Input for this task →
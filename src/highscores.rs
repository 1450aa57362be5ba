//! Best runs
//!
//! Kept as JSON: a file on native (next to the settings file), LocalStorage
//! on the web. A run qualifies when it dodged at least one obstacle and beats
//! the weakest kept run.

use serde::{Deserialize, Serialize};
use thiserror::Error;

/// Why a stored leaderboard could not be read or written
#[derive(Debug, Error)]
pub enum HighScoresError {
    #[error("high scores file: {0}")]
    Io(#[from] std::io::Error),
    #[error("malformed high scores JSON: {0}")]
    Parse(#[from] serde_json::Error),
}

/// Runs kept on the board
pub const MAX_HIGH_SCORES: usize = 10;

/// File name used by the native binary
pub const HIGH_SCORES_FILE: &str = "obstacle-dash-scores.json";

/// One finished run
#[derive(Debug, Clone, PartialEq, Serialize, Deserialize)]
pub struct Run {
    /// Obstacles dodged
    pub score: u32,
    /// Frames survived
    pub ticks: u64,
    /// Unix timestamp (ms) when the run ended
    pub timestamp: f64,
}

/// Best runs first; equal scores rank the shorter run higher
#[derive(Debug, Clone, Default, PartialEq, Serialize, Deserialize)]
pub struct HighScores {
    runs: Vec<Run>,
}

impl HighScores {
    /// LocalStorage key (used only in wasm32)
    #[allow(dead_code)]
    const STORAGE_KEY: &'static str = "obstacle_dash_highscores";

    pub fn runs(&self) -> &[Run] {
        &self.runs
    }

    pub fn best(&self) -> Option<&Run> {
        self.runs.first()
    }

    /// Insert a finished run. Returns its 1-based rank if it made the board.
    pub fn record(&mut self, run: Run) -> Option<usize> {
        if run.score == 0 {
            return None;
        }

        // Strictly-better runs stay ahead, ties go behind existing entries
        let key = |r: &Run| (r.score, std::cmp::Reverse(r.ticks));
        let idx = self.runs.partition_point(|r| key(r) >= key(&run));
        if idx >= MAX_HIGH_SCORES {
            return None;
        }

        log::info!("Run with score {} ranked #{}", run.score, idx + 1);
        self.runs.insert(idx, run);
        self.runs.truncate(MAX_HIGH_SCORES);
        Some(idx + 1)
    }

    /// Parse a stored board, re-establishing order and size
    pub fn from_json(json: &str) -> Result<Self, HighScoresError> {
        let mut board: HighScores = serde_json::from_str(json)?;
        board.runs.retain(|r| r.score > 0);
        board
            .runs
            .sort_by(|a, b| (b.score, a.ticks).cmp(&(a.score, b.ticks)));
        board.runs.truncate(MAX_HIGH_SCORES);
        Ok(board)
    }

    pub fn to_json(&self) -> Result<String, HighScoresError> {
        Ok(serde_json::to_string_pretty(self)?)
    }

    /// Read the board from a file; a missing file is an empty board
    #[cfg(not(target_arch = "wasm32"))]
    pub fn load_from(path: impl AsRef<std::path::Path>) -> Result<Self, HighScoresError> {
        match std::fs::read_to_string(path.as_ref()) {
            Ok(json) => Self::from_json(&json),
            Err(e) if e.kind() == std::io::ErrorKind::NotFound => Ok(Self::default()),
            Err(e) => Err(e.into()),
        }
    }

    #[cfg(not(target_arch = "wasm32"))]
    pub fn save_to(&self, path: impl AsRef<std::path::Path>) -> Result<(), HighScoresError> {
        std::fs::write(path.as_ref(), self.to_json()?)?;
        log::info!("High scores saved to {}", path.as_ref().display());
        Ok(())
    }

    /// Load the board from LocalStorage (WASM only)
    #[cfg(target_arch = "wasm32")]
    pub fn load() -> Self {
        let stored = web_sys::window()
            .and_then(|w| w.local_storage().ok())
            .flatten()
            .and_then(|s| s.get_item(Self::STORAGE_KEY).ok().flatten());

        match stored.map(|json| Self::from_json(&json)) {
            Some(Ok(board)) => {
                log::info!("Loaded {} high scores", board.runs.len());
                board
            }
            Some(Err(e)) => {
                log::warn!("Discarding stored high scores: {}", e);
                Self::default()
            }
            None => Self::default(),
        }
    }

    /// Save the board to LocalStorage (WASM only)
    #[cfg(target_arch = "wasm32")]
    pub fn save(&self) {
        let storage = web_sys::window()
            .and_then(|w| w.local_storage().ok())
            .flatten();

        if let (Some(storage), Ok(json)) = (storage, self.to_json()) {
            let _ = storage.set_item(Self::STORAGE_KEY, &json);
        }
    }
}
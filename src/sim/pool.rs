//! Fixed-size obstacle pool
//!
//! Obstacles are never spawned or despawned. Once one slides past the player
//! it is recycled to the far end of the track and counts as dodged.

use std::ops::Deref;

use serde::{Deserialize, Serialize};

use super::state::{GameEvent, GameObserver, GameState, Obstacle};
use crate::consts::PASS_Z;

#[derive(Debug, Clone, PartialEq, Serialize, Deserialize)]
pub struct ObstaclePool {
    /// Insertion order is iteration order
    obstacles: Vec<Obstacle>,
}

impl ObstaclePool {
    /// `count` obstacles at z = -spacing, -2 * spacing, ...
    pub fn new(count: usize, spacing: f32) -> Self {
        let obstacles = (0..count)
            .map(|i| Obstacle::new(i as u32, -((i + 1) as f32) * spacing))
            .collect();
        Self { obstacles }
    }

    pub fn from_positions(zs: &[f32]) -> Self {
        let obstacles = zs
            .iter()
            .enumerate()
            .map(|(i, &z)| Obstacle::new(i as u32, z))
            .collect();
        Self { obstacles }
    }

    pub fn iter_mut(&mut self) -> impl Iterator<Item = &mut Obstacle> {
        self.obstacles.iter_mut()
    }

    /// Move every obstacle toward the player, recycling (and scoring) the
    /// ones that went past
    pub fn advance_all(&mut self, state: &mut GameState, observer: &mut dyn GameObserver) {
        for obstacle in &mut self.obstacles {
            obstacle.pos.z += state.speed;

            if obstacle.pos.z >= PASS_Z {
                obstacle.recycle();
                state.score += 1;
                log::debug!("Obstacle {} dodged, score {}", obstacle.id, state.score);
                observer.on_event(GameEvent::ScoreChanged { score: state.score });
            }
        }
    }
}

/// Read-only view in pool order
impl Deref for ObstaclePool {
    type Target = [Obstacle];

    fn deref(&self) -> &[Obstacle] {
        &self.obstacles
    }
}
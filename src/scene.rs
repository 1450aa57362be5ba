//! Renderer handoff
//!
//! After each tick the renderer gets final positions only; meshes,
//! materials and lights are its own business.

use glam::Vec3;
use serde::{Deserialize, Serialize};

use crate::sim::Game;

#[derive(Debug, Clone, PartialEq, Serialize, Deserialize)]
pub struct SceneSnapshot {
    pub player: Vec3,
    /// Obstacle centres in pool order
    pub obstacles: Vec<Vec3>,
    pub camera_pos: Vec3,
    pub camera_target: Vec3,
    pub show_axes: bool,
}

impl SceneSnapshot {
    pub fn capture(game: &Game) -> Self {
        Self {
            player: game.player.pos,
            obstacles: game.obstacles.iter().map(|o| o.pos).collect(),
            camera_pos: game.camera.pos,
            camera_target: game.camera.target,
            show_axes: game.state.show_axes,
        }
    }
}

#[cfg(test)]
mod tests {
    use super::*;
    use crate::consts::{CAMERA_OFFSET, GROUND_Y, OBSTACLE_COUNT};

    #[test]
    fn test_capture_new_game() {
        let game = Game::default();
        let snapshot = SceneSnapshot::capture(&game);

        assert_eq!(snapshot.player, Vec3::new(0.0, GROUND_Y, 0.0));
        assert_eq!(snapshot.obstacles.len(), OBSTACLE_COUNT);
        assert_eq!(snapshot.obstacles[0].z, -5.0);
        assert_eq!(snapshot.camera_pos, CAMERA_OFFSET);
        assert_eq!(snapshot.camera_target, snapshot.player);
        assert!(snapshot.show_axes);
    }

    #[test]
    fn test_axes_toggle_is_reflected() {
        let mut game = Game::default();
        game.state.show_axes = false;
        assert!(!SceneSnapshot::capture(&game).show_axes);
    }
}
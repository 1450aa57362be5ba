//! Per-frame simulation tick
//!
//! Exactly one call per display refresh. Movement is per frame, not per
//! second, so the game runs faster on faster displays.

use super::collision;
use super::kinematics;
use super::state::{Game, GameObserver, GamePhase};

/// Closest obstacle distance (z, relative to the player) that makes the
/// autopilot jump
const IDLE_TRIGGER_NEAR: f32 = -0.6;
/// Farthest obstacle distance that makes the autopilot jump
const IDLE_TRIGGER_FAR: f32 = -1.2;

/// Input commands for a single tick
#[derive(Debug, Clone, Default)]
pub struct TickInput {
    /// Jump trigger (click/tap/space)
    pub jump: bool,
    /// Pause toggle
    pub pause: bool,
    /// Idle/demo mode - autopilot jumps over incoming obstacles
    pub idle_mode: bool,
}

/// Advance the game by one frame
pub fn tick(game: &mut Game, input: &TickInput, observer: &mut dyn GameObserver) {
    // Handle pause toggle
    if input.pause && !game.state.game_over {
        game.state.is_paused = !game.state.is_paused;
        log::info!("{}", if game.state.is_paused { "Paused" } else { "Resumed" });
    }

    // Don't tick if paused or game over
    match game.phase() {
        GamePhase::Paused | GamePhase::GameOver => return,
        GamePhase::Running => {}
    }

    // Zero life can only come from settings or a control-panel edit
    if game.state.life == 0 {
        game.state.end_run(observer);
        return;
    }

    if input.jump || (input.idle_mode && autopilot_wants_jump(game)) {
        kinematics::try_start_jump(&mut game.state, &mut game.player, observer);
    }

    game.time_ticks += 1;

    kinematics::advance(&mut game.state, &mut game.player);
    game.obstacles.advance_all(&mut game.state, observer);
    collision::resolve(&mut game.state, &game.player, &mut game.obstacles, observer);
    game.camera.follow(&game.player);
}

/// Jump when an obstacle is just about to reach the player
fn autopilot_wants_jump(game: &Game) -> bool {
    if game.state.is_jumping || !game.player.on_ground() {
        return false;
    }
    game.obstacles.iter().any(|o| {
        let dz = o.pos.z - game.player.pos.z;
        (IDLE_TRIGGER_FAR..=IDLE_TRIGGER_NEAR).contains(&dz)
    })
}
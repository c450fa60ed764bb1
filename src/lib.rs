//! SPF (Sender Policy Framework) policy evaluator, RFC 7208.
//!
//! The entry point is [`SpfVerifier::check_host`]: given a client IP, a
//! sending domain, the sender mailbox and the EHLO parameter, it decides
//! whether the IP is authorized to send mail for that domain. DNS I/O goes
//! through the [`common::dns::DnsResolver`] trait; implement it with caching
//! at the resolver layer if you need caching.

pub mod common;
pub mod eval;
pub mod macros;
pub mod mechanism;
pub mod policy;

pub use common::dns::{DnsError, DnsResolver, HickoryResolver, MockResolver};
pub use eval::{Settings, SpfVerifier};
pub use policy::{Policy, SpfParseError};

use std::fmt;

/// SPF evaluation outcome codes (RFC 7208 Section 2.6).
#[derive(Debug, Clone, Copy, PartialEq, Eq, Hash)]
pub enum ResultCode {
    /// The client is authorized.
    Pass,
    /// The client is explicitly not authorized.
    Fail,
    /// The client is probably not authorized.
    Softfail,
    /// The domain makes no assertion.
    Neutral,
    /// No SPF record was published, or the domain is not checkable.
    None,
    /// A transient DNS error prevented a verdict.
    Temperror,
    /// The published record is invalid or exceeded processing limits.
    Permerror,
}

impl fmt::Display for ResultCode {
    fn fmt(&self, f: &mut fmt::Formatter<'_>) -> fmt::Result {
        f.write_str(match self {
            ResultCode::Pass => "pass",
            ResultCode::Fail => "fail",
            ResultCode::Softfail => "softfail",
            ResultCode::Neutral => "neutral",
            ResultCode::None => "none",
            ResultCode::Temperror => "temperror",
            ResultCode::Permerror => "permerror",
        })
    }
}

/// The result of a `check_host` evaluation: a code plus an optional
/// human-readable explanation (the `exp=` text for `Fail`, otherwise a short
/// description of what matched or went wrong).
#[derive(Debug, Clone, PartialEq, Eq)]
pub struct SpfResult {
    pub code: ResultCode,
    pub explanation: Option<String>,
}

impl SpfResult {
    pub(crate) fn with_explanation(code: ResultCode, explanation: impl Into<String>) -> Self {
        Self {
            code,
            explanation: Some(explanation.into()),
        }
    }
}

impl fmt::Display for SpfResult {
    fn fmt(&self, f: &mut fmt::Formatter<'_>) -> fmt::Result {
        match &self.explanation {
            Some(explanation) => write!(f, "{} ({})", self.code, explanation),
            None => write!(f, "{}", self.code),
        }
    }
}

What you are asked to do → Where a line above contains the string "false", copy that line.

Exercise answer →
        game.state.show_axes = false;
        return false;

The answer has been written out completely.